DATA below:

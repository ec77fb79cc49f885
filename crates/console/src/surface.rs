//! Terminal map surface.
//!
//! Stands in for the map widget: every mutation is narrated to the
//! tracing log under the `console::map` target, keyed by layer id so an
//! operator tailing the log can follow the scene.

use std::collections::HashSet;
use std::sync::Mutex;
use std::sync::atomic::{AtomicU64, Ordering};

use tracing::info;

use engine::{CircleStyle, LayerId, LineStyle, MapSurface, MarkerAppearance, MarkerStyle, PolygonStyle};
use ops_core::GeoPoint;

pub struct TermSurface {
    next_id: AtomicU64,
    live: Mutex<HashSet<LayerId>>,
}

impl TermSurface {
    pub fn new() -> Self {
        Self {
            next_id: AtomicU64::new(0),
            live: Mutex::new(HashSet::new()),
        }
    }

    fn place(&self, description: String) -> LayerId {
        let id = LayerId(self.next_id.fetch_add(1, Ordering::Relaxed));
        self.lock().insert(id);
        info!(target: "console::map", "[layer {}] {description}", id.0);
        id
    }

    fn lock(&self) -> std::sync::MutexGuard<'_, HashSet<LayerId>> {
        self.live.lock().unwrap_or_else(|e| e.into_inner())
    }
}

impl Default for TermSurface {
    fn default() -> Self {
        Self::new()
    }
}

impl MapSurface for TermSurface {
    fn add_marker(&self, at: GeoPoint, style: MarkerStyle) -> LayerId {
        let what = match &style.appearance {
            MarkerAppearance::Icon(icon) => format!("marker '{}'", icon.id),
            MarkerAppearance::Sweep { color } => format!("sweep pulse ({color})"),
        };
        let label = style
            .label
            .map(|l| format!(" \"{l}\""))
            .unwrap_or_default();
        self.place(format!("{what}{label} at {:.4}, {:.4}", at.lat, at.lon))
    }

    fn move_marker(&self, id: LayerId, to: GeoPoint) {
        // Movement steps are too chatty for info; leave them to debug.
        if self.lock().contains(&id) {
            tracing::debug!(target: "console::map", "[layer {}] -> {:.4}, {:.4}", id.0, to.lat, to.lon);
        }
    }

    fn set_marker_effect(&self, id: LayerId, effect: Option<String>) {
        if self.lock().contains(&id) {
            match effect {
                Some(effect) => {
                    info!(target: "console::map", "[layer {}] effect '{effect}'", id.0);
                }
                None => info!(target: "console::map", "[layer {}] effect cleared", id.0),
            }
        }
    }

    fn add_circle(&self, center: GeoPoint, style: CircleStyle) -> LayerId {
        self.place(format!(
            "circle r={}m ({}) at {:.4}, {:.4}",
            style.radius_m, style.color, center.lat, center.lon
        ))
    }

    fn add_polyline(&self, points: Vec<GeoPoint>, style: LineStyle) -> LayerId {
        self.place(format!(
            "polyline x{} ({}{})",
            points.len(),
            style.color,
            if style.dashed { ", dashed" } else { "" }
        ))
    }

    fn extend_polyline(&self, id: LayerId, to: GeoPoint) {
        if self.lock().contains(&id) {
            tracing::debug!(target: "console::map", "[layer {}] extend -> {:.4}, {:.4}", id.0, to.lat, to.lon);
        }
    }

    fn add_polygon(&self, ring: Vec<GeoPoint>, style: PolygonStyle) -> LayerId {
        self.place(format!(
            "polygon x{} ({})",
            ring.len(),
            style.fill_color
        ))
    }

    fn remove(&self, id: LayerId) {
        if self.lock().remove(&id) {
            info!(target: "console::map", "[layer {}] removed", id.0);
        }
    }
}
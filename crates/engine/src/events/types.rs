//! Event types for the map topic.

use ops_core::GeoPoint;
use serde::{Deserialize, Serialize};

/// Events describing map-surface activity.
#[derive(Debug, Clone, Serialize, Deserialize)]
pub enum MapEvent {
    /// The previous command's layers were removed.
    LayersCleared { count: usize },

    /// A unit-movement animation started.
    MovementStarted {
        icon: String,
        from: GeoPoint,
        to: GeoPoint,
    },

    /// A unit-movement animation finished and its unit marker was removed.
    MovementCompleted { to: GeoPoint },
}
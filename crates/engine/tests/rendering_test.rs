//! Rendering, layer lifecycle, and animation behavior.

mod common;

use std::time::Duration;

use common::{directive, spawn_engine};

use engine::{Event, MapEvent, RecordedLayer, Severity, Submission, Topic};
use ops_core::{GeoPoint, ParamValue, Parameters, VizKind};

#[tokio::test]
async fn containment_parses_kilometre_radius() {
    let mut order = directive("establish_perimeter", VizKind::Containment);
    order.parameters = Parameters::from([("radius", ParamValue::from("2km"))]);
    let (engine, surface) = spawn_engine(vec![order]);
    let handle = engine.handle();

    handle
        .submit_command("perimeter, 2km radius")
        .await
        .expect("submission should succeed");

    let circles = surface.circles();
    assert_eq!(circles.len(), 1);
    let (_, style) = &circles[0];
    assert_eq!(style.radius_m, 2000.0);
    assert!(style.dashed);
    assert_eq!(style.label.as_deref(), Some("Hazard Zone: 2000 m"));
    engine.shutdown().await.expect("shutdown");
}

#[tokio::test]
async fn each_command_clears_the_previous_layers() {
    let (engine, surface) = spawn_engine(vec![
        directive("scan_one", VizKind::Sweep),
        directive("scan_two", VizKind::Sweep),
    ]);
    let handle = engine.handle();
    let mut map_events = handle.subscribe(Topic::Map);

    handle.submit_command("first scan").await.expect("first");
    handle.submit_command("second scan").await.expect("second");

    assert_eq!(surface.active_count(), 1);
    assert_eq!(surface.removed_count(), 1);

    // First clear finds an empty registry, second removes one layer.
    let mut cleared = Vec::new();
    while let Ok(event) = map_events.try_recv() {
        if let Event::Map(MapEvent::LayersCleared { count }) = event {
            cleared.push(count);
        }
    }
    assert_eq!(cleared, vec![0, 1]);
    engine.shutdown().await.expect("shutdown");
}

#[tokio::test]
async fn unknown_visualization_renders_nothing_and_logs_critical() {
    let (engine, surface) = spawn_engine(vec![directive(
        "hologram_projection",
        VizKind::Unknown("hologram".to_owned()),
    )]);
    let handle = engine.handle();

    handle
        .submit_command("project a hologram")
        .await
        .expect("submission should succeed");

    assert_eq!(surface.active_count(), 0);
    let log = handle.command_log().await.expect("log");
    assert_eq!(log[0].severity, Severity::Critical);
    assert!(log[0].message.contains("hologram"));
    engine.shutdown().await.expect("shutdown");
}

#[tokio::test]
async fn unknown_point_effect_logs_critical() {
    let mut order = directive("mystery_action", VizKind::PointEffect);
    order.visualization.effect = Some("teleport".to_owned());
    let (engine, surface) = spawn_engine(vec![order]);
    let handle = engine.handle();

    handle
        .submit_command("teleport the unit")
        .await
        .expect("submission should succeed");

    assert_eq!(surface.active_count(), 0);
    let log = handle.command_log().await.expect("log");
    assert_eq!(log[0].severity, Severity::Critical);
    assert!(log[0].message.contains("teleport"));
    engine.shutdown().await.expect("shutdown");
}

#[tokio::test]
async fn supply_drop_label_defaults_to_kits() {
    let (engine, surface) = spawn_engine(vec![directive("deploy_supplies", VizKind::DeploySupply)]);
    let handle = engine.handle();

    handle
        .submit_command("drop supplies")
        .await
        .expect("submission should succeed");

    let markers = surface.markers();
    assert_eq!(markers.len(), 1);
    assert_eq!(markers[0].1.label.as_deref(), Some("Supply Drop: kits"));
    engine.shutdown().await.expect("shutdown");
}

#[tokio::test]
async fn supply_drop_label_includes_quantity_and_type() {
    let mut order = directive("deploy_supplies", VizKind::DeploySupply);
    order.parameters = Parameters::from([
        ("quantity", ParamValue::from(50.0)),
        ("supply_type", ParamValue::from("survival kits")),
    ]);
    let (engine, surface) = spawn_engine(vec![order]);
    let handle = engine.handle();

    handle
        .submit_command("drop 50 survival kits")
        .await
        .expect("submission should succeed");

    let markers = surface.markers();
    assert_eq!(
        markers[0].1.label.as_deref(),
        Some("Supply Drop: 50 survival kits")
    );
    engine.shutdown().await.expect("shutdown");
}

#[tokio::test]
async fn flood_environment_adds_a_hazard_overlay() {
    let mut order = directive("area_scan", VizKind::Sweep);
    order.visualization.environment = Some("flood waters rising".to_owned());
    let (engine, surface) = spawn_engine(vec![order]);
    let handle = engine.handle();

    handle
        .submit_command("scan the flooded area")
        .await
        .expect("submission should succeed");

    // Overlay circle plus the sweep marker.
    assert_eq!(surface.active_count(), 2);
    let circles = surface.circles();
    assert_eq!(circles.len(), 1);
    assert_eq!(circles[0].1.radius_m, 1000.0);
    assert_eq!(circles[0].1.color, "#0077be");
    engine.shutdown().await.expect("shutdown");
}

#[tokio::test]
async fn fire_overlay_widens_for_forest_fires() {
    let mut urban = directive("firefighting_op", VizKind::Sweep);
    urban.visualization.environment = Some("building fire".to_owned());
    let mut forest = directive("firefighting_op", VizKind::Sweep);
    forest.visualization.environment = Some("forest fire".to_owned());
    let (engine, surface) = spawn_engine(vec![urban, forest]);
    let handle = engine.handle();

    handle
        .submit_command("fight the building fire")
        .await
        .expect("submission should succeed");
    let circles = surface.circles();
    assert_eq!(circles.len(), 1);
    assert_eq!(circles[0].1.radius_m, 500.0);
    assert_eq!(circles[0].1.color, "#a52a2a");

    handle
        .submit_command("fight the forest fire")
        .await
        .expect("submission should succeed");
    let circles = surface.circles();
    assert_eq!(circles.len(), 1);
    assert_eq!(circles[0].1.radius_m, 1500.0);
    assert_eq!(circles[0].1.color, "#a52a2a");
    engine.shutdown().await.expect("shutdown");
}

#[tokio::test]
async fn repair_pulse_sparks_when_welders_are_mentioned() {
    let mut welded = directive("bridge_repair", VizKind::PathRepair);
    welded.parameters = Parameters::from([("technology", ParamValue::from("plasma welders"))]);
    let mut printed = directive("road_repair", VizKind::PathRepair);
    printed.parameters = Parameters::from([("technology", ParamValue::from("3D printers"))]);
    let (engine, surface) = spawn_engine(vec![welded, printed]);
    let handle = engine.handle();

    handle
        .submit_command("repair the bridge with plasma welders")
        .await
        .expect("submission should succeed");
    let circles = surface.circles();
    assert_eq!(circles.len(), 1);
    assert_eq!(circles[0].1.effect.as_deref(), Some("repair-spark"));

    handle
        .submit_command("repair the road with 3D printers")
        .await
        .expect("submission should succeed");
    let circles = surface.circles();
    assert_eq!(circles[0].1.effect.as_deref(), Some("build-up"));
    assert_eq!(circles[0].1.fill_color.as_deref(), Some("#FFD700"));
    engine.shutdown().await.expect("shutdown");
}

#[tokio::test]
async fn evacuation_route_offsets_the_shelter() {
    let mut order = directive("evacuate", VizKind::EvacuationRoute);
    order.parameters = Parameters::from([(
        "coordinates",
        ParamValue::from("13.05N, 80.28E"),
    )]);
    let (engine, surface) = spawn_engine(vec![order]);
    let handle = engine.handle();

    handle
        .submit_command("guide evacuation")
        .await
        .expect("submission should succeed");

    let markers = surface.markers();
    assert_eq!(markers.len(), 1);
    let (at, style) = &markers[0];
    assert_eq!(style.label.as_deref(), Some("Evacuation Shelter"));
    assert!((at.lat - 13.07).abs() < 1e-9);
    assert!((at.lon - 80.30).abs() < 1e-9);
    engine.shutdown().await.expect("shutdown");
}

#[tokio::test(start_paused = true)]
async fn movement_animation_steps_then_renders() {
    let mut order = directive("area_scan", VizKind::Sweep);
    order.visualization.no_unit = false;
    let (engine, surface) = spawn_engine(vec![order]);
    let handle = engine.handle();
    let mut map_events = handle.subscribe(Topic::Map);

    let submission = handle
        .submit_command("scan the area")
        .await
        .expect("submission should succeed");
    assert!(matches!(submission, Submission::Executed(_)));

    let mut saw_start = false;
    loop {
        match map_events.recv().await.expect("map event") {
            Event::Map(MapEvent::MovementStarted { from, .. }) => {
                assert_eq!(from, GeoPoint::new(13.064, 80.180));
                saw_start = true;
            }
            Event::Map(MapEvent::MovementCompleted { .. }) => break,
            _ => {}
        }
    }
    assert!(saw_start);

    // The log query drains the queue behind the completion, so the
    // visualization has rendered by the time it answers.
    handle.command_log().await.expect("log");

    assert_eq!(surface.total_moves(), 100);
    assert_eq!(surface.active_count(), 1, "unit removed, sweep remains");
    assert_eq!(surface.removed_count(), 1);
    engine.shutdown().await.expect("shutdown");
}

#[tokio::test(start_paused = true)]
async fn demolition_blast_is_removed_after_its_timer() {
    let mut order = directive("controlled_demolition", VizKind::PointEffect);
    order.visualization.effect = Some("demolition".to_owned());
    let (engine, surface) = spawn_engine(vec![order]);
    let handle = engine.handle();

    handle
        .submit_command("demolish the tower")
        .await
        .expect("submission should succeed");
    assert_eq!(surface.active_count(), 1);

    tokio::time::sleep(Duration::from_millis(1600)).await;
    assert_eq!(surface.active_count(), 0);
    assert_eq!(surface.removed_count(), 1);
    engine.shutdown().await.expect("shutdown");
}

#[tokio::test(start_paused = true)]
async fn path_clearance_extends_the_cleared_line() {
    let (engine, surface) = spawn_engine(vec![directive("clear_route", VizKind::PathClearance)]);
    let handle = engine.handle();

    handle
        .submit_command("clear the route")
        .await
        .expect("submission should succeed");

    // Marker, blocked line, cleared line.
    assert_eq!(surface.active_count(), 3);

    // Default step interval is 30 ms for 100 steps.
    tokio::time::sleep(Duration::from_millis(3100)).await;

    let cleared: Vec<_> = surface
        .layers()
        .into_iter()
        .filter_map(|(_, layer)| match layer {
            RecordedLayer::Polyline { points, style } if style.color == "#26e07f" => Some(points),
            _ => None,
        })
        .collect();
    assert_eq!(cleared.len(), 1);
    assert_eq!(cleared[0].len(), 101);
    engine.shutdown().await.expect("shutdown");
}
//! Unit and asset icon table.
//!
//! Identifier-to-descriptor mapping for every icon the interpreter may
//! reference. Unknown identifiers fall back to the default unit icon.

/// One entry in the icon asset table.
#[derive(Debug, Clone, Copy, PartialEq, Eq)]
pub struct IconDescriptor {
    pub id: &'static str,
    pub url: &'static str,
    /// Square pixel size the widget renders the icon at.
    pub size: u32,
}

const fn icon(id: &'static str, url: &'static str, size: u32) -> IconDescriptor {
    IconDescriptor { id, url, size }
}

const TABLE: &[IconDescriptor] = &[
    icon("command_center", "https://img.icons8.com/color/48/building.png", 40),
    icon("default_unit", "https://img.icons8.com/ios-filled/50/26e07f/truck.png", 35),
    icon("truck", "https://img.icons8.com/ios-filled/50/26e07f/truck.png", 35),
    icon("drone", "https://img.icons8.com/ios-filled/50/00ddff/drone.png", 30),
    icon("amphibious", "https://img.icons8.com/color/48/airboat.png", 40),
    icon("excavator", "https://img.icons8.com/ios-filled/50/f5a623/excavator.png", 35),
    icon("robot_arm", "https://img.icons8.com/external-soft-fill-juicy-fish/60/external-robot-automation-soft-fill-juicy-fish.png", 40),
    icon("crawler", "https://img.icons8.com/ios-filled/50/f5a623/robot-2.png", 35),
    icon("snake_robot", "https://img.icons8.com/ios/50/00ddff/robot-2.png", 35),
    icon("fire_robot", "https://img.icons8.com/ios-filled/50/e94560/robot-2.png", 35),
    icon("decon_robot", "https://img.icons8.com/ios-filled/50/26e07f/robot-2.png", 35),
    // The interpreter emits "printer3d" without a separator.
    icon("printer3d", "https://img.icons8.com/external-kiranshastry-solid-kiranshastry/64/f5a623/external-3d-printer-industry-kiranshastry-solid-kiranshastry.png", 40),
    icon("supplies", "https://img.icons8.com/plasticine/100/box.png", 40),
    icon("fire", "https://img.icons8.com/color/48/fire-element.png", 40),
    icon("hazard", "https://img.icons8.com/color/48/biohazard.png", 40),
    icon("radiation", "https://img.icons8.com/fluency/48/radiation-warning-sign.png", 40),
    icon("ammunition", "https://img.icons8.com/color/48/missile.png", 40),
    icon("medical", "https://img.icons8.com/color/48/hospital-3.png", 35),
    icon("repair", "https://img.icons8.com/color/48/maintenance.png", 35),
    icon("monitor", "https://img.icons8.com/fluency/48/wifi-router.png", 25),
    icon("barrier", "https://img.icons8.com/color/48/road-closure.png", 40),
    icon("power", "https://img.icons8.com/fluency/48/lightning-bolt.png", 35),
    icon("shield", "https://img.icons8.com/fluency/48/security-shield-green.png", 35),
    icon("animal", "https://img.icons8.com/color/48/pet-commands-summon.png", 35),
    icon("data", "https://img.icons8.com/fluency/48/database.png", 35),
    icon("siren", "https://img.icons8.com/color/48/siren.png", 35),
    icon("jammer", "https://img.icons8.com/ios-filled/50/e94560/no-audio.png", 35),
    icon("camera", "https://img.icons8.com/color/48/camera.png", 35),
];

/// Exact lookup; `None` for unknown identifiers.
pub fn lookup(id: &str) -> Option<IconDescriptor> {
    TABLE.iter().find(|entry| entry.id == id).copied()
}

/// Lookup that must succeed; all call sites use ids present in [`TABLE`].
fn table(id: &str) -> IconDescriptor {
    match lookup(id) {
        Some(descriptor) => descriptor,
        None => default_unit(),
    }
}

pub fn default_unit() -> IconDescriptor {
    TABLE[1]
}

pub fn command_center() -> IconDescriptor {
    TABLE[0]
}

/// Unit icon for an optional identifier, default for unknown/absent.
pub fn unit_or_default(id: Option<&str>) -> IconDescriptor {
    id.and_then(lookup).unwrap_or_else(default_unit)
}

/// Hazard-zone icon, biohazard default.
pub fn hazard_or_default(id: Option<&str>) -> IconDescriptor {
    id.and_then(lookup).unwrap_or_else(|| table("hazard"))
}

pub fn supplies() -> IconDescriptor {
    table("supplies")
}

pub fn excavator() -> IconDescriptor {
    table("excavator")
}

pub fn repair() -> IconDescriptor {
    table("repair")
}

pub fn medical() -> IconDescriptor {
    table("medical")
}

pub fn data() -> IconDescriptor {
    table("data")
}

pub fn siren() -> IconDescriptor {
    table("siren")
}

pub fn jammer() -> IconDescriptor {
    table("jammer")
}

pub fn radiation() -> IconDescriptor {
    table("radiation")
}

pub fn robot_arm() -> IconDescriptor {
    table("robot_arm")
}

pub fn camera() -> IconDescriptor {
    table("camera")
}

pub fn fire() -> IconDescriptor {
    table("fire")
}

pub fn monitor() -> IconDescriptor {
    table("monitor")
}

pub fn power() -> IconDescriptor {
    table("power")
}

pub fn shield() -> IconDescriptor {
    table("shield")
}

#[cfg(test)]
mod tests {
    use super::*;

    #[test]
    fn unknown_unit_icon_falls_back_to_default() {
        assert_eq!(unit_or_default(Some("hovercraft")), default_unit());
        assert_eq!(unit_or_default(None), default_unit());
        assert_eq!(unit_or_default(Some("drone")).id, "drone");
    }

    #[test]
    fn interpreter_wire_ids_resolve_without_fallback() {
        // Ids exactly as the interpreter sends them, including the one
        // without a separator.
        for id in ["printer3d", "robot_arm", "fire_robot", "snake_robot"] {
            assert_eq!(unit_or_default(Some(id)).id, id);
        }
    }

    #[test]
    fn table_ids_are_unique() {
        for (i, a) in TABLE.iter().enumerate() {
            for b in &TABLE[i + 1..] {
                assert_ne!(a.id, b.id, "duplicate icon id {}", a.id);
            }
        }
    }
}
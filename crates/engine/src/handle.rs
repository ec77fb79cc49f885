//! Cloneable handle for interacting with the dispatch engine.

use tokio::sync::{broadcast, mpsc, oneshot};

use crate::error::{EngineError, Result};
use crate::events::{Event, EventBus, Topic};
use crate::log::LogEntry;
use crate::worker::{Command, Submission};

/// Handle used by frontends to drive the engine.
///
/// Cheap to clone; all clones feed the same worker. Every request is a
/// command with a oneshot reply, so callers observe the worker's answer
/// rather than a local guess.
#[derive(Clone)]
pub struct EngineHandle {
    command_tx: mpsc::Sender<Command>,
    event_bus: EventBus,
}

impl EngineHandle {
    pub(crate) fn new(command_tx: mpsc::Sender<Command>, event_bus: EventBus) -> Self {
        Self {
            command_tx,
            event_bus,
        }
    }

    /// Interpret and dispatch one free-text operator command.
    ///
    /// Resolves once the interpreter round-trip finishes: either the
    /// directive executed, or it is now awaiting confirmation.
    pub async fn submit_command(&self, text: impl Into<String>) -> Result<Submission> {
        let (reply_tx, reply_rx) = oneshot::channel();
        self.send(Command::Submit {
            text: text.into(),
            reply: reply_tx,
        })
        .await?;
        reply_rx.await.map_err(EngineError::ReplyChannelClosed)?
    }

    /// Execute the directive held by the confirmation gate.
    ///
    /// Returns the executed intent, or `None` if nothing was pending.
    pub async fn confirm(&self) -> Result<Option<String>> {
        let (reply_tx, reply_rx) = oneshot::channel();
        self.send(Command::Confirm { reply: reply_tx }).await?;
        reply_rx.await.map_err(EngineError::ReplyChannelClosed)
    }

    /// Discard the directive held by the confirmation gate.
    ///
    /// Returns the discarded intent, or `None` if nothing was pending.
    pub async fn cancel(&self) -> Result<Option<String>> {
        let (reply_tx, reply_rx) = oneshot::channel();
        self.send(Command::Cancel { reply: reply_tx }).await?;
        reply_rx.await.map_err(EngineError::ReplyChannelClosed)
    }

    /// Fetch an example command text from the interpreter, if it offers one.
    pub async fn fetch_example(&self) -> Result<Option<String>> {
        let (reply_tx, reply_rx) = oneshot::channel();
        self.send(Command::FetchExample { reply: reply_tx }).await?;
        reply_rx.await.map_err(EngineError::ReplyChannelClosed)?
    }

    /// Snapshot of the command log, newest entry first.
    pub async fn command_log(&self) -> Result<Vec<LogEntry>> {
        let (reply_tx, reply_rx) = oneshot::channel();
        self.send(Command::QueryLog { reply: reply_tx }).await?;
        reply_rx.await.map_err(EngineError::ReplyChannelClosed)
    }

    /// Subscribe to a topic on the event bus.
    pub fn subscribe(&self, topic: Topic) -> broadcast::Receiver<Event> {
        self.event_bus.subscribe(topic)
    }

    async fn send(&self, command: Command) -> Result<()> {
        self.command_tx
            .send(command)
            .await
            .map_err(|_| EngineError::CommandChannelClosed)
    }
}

End of DATA.

THE TASK:
What you return should be exactly the lines above, starting at the one with "assert_eq!(circles[0].1.radius_m, 1500.0);" and ending at the one with "let mut welded", and nothing else.

WRITTEN SOLUTION:
    assert_eq!(circles[0].1.radius_m, 1500.0);
    assert_eq!(circles[0].1.color, "#a52a2a");
    engine.shutdown().await.expect("shutdown");
}

#[tokio::test]
async fn repair_pulse_sparks_when_welders_are_mentioned() {
    let mut welded = directive("bridge_repair", VizKind::PathRepair);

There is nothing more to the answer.